Only a number is wanted here: how many lines in the records below contain the string "Windows".

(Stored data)
/---

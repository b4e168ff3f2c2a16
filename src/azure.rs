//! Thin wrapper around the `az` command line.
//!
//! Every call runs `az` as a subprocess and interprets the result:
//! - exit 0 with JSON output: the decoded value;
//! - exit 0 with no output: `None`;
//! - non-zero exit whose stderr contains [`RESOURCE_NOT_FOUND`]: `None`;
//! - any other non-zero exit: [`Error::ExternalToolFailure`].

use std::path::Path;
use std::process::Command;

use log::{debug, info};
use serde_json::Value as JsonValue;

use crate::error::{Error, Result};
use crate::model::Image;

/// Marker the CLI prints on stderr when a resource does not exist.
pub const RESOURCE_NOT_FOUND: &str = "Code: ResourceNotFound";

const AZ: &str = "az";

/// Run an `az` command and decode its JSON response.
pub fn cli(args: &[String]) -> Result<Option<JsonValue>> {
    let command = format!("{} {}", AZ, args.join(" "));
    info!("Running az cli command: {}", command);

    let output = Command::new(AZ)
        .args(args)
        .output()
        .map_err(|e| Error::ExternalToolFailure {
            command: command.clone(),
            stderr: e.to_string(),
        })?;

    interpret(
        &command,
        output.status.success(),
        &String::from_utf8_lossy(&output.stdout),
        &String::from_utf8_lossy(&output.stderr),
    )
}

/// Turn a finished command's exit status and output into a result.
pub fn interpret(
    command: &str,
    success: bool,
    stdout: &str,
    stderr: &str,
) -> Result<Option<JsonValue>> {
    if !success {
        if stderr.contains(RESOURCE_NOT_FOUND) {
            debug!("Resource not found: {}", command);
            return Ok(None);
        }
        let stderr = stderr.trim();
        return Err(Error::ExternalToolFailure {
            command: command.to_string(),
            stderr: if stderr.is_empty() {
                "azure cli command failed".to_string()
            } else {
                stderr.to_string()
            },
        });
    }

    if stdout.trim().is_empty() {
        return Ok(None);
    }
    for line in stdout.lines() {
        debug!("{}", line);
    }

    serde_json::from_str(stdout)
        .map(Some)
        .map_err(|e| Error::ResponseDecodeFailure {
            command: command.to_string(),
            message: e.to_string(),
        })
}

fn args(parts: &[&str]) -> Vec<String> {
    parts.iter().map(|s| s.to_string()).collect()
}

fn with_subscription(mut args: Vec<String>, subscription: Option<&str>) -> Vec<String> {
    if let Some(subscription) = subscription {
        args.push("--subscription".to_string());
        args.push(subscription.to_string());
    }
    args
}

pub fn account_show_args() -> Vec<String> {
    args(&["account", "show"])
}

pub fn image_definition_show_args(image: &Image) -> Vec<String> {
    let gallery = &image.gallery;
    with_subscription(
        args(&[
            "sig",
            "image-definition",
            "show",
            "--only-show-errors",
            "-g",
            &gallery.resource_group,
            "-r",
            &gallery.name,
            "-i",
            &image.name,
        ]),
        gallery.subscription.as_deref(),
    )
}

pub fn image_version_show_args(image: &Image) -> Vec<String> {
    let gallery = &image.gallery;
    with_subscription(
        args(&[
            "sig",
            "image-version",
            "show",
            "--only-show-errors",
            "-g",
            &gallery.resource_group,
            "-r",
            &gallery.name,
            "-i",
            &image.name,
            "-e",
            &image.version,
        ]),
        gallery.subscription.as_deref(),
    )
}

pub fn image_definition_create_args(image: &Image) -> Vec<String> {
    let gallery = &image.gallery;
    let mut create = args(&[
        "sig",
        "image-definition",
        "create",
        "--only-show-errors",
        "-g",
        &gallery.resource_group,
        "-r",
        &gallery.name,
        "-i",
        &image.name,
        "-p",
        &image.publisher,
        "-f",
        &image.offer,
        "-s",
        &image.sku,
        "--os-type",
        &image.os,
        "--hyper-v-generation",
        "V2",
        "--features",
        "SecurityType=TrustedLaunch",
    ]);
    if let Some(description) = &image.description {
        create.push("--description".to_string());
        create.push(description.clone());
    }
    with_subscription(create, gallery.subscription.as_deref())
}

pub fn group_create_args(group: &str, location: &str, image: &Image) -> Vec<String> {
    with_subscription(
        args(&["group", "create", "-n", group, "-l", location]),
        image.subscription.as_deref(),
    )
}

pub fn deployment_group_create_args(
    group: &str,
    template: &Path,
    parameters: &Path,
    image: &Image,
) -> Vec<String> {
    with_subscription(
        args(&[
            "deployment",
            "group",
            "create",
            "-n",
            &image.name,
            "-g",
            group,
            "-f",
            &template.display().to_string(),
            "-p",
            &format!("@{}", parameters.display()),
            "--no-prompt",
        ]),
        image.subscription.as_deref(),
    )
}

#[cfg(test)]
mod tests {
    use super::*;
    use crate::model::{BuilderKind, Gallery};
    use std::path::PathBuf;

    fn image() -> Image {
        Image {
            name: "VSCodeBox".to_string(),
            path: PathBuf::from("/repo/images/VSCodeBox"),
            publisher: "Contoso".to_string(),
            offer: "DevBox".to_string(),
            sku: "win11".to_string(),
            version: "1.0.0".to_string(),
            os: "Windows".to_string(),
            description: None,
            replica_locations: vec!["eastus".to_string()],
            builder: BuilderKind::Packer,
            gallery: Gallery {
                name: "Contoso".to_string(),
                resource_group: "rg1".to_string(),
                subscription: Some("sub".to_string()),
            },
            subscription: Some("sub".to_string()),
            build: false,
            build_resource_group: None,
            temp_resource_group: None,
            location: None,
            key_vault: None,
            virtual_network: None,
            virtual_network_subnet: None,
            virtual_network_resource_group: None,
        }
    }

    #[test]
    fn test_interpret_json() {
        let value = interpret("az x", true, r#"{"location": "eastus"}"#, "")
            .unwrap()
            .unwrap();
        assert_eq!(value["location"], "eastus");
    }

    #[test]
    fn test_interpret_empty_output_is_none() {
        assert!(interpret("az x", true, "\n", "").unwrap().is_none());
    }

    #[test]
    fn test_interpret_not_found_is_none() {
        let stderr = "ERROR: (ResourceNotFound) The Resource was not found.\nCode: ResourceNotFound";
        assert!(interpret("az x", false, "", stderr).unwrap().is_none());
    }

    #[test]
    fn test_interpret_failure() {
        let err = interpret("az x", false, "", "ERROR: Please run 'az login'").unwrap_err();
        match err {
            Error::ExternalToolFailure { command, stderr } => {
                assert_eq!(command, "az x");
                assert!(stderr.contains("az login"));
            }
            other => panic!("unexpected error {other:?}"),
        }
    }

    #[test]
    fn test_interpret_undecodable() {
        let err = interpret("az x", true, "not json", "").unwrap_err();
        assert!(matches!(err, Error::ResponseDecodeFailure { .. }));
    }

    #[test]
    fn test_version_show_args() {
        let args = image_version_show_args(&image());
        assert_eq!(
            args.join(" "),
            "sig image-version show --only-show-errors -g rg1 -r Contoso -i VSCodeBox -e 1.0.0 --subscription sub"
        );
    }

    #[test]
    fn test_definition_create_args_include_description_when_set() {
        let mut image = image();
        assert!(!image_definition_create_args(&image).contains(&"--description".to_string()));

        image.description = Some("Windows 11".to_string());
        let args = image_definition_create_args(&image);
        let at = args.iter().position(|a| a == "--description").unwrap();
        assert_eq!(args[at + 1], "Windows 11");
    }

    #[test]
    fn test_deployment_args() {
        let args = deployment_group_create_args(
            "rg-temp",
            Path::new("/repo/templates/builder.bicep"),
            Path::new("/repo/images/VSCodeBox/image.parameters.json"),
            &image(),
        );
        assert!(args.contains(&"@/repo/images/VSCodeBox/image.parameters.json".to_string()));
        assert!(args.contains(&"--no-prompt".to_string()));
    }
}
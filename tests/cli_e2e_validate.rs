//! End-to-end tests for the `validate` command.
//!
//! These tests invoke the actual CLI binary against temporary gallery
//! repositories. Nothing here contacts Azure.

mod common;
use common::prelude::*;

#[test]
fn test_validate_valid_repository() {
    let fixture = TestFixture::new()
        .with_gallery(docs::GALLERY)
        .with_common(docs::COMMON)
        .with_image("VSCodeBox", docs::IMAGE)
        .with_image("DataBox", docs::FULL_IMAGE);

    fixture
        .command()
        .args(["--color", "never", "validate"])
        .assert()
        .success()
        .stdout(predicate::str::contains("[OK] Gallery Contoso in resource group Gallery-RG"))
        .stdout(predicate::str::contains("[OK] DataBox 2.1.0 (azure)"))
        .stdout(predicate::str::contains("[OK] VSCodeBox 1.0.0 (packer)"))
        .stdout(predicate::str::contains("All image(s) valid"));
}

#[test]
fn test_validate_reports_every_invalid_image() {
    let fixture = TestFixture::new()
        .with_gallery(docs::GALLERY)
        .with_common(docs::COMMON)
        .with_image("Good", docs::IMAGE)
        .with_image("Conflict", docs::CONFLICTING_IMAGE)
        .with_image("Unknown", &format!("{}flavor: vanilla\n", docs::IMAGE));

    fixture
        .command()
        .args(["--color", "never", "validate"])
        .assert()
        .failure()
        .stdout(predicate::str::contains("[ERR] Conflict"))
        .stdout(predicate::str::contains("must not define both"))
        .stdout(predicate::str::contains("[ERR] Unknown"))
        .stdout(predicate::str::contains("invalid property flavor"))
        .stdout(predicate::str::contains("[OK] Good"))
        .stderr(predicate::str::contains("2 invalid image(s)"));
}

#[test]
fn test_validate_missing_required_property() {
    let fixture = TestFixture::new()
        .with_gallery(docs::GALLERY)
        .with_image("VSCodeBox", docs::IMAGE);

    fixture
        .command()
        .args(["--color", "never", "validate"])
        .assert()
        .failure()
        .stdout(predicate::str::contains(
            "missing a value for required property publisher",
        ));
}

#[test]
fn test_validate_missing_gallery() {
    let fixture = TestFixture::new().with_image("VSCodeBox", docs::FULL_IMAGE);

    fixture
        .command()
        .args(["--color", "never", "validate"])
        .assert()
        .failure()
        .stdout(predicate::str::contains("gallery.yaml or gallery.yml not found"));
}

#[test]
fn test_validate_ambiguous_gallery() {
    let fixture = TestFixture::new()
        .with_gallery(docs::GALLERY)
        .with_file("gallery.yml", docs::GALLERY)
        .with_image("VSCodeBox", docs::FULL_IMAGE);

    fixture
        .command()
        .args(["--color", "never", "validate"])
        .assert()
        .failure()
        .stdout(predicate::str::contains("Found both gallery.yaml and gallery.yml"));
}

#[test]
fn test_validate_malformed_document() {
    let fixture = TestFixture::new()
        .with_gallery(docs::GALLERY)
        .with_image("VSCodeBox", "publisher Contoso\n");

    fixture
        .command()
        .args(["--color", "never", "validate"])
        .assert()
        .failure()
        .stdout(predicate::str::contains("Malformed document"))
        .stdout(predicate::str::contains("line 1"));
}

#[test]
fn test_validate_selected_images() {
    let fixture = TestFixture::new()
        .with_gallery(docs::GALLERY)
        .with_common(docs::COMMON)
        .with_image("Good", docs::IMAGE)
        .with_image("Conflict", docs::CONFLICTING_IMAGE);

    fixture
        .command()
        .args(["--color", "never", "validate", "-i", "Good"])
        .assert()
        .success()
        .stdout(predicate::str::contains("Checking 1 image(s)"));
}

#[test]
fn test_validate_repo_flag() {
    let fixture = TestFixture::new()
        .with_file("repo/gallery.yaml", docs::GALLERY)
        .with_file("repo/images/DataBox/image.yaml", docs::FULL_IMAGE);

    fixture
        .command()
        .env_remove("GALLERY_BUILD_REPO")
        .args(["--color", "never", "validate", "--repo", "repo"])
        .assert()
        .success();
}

\---

### Response area
3